Stored items:
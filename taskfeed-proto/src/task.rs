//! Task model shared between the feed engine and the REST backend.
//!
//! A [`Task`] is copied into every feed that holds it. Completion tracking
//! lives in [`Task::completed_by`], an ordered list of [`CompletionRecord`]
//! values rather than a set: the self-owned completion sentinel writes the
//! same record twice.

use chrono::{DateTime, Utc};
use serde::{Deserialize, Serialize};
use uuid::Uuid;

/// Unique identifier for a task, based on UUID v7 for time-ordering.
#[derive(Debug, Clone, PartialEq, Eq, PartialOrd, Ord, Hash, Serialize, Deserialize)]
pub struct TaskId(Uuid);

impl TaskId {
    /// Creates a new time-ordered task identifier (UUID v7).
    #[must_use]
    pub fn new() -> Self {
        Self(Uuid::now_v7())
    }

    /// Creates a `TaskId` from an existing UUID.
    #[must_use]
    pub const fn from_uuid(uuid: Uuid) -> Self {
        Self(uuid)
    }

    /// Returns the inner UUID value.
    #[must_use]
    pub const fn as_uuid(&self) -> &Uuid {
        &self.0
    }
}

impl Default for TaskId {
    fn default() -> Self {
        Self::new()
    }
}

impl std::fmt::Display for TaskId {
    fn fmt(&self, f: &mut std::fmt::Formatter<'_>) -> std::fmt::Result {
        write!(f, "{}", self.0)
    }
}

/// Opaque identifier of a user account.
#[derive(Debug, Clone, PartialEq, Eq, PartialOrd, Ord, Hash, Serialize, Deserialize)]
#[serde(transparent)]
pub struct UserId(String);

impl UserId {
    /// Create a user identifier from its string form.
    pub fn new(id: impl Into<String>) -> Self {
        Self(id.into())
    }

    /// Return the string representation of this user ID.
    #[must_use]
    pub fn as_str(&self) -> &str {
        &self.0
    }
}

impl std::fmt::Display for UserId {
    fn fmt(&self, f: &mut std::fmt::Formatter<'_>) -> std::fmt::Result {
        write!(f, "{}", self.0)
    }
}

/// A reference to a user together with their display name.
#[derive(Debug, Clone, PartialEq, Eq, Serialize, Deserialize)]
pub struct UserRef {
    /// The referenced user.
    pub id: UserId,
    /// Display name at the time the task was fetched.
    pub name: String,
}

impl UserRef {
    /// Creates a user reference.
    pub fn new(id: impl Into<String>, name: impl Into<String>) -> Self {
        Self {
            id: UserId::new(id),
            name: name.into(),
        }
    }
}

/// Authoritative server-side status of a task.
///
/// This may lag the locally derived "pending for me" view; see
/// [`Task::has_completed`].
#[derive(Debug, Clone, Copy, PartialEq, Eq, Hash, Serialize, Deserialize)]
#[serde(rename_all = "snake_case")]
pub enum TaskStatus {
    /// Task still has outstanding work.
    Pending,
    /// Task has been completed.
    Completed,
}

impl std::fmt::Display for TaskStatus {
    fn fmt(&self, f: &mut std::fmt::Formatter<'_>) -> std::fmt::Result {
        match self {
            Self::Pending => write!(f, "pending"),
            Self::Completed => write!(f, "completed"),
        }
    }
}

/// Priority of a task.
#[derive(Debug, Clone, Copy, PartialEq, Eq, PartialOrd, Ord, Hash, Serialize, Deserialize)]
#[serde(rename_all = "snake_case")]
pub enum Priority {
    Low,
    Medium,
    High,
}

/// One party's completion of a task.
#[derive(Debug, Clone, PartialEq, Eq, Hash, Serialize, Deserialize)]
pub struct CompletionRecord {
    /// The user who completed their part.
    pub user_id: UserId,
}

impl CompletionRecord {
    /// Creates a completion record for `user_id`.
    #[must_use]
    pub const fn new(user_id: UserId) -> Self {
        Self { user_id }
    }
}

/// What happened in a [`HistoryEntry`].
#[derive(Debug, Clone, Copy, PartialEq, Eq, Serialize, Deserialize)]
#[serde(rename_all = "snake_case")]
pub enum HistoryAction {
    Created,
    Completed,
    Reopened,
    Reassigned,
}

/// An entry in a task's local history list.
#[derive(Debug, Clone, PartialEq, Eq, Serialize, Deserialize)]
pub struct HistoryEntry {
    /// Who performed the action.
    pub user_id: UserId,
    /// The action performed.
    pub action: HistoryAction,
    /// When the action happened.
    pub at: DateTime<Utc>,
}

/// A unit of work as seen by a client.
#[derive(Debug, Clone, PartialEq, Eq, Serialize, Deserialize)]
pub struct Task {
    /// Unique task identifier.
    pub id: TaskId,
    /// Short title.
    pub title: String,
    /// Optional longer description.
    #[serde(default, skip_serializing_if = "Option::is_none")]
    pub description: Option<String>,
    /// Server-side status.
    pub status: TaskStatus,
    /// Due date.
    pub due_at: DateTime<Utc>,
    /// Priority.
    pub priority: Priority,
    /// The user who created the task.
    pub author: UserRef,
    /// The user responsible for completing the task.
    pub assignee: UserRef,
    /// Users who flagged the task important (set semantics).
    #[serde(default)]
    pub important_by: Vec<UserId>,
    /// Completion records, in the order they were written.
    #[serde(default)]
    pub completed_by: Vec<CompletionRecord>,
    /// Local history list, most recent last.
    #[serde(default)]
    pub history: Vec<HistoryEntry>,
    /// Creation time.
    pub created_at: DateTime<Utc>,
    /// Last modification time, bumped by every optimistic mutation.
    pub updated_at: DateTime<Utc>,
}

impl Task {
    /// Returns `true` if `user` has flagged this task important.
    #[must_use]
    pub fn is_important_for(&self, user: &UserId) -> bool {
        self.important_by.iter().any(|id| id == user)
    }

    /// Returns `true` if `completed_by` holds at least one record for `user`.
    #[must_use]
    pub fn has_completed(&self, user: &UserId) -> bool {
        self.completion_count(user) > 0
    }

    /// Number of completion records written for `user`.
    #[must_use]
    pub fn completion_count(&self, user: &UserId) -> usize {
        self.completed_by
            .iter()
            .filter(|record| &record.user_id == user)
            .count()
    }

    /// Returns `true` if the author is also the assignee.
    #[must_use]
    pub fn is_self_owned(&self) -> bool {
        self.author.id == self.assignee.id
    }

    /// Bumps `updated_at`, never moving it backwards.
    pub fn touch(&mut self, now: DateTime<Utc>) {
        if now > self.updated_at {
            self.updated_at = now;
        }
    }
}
==
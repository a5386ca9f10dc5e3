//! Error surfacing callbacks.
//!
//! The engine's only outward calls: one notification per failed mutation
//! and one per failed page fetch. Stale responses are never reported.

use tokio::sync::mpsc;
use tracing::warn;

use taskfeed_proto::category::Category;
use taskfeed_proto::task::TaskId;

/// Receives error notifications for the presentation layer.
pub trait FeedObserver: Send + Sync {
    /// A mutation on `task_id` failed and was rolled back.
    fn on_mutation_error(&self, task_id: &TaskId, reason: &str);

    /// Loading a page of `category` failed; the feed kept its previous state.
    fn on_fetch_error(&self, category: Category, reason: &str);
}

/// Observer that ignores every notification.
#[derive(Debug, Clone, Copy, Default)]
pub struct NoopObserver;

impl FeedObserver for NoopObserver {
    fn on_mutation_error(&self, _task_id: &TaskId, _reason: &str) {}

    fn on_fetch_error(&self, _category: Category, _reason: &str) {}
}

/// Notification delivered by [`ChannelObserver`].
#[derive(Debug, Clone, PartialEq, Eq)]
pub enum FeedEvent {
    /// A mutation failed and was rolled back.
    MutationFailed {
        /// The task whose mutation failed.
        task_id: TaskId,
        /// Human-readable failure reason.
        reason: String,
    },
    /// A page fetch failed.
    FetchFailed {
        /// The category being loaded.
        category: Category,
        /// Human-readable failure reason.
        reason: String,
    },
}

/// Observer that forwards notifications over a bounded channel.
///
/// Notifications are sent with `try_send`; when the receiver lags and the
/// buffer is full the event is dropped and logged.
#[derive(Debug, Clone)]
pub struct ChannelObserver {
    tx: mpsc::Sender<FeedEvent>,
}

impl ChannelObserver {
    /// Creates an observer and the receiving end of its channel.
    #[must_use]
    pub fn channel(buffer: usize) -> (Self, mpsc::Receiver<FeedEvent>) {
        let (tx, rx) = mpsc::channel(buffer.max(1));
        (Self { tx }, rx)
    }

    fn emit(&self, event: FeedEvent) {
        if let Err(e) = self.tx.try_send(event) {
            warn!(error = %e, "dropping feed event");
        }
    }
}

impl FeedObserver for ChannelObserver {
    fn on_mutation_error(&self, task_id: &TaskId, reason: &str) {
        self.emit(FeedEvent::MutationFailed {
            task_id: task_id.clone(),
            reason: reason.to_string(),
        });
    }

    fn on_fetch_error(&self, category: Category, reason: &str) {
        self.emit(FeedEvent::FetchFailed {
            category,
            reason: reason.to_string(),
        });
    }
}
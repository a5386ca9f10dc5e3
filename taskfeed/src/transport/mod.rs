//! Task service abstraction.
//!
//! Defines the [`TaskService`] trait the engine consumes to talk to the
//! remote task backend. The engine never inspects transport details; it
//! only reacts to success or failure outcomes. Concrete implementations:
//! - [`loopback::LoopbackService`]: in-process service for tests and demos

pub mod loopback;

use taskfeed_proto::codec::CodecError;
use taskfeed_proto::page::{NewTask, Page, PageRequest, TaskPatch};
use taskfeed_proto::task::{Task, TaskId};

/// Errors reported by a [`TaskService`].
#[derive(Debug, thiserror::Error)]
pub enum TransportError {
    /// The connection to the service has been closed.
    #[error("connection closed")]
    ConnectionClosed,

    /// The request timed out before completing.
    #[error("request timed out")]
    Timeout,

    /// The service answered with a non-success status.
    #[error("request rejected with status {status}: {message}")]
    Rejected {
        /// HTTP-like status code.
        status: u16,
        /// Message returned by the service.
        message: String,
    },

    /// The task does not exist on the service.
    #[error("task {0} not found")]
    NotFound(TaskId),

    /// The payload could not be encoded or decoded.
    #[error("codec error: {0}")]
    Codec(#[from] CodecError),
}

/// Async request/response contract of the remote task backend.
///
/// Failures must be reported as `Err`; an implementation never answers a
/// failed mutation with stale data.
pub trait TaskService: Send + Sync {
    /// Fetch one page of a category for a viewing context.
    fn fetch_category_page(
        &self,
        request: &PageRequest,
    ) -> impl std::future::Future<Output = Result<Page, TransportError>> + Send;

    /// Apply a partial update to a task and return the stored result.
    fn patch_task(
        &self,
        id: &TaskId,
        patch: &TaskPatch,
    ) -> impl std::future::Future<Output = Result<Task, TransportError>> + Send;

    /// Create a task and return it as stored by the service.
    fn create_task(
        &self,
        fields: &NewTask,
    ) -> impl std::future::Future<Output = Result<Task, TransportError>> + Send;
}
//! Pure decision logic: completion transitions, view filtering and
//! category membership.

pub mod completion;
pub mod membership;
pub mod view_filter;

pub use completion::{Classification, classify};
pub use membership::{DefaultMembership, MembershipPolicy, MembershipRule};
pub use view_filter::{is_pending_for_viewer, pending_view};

**EXERCISE AIM**
The lines above from the one containing "filename taskfeed-proto/src/task.rs" through the one containing "pub const fn from_uuid(uuid: Uuid)" are to be set down exactly, and no others.

**RESULT FOR THIS EXERCISE**
filename taskfeed-proto/src/task.rs
//! Task model shared between the feed engine and the REST backend.
//!
//! A [`Task`] is copied into every feed that holds it. Completion tracking
//! lives in [`Task::completed_by`], an ordered list of [`CompletionRecord`]
//! values rather than a set: the self-owned completion sentinel writes the
//! same record twice.

use chrono::{DateTime, Utc};
use serde::{Deserialize, Serialize};
use uuid::Uuid;

/// Unique identifier for a task, based on UUID v7 for time-ordering.
#[derive(Debug, Clone, PartialEq, Eq, PartialOrd, Ord, Hash, Serialize, Deserialize)]
pub struct TaskId(Uuid);

impl TaskId {
    /// Creates a new time-ordered task identifier (UUID v7).
    #[must_use]
    pub fn new() -> Self {
        Self(Uuid::now_v7())
    }

    /// Creates a `TaskId` from an existing UUID.
    #[must_use]
    pub const fn from_uuid(uuid: Uuid) -> Self {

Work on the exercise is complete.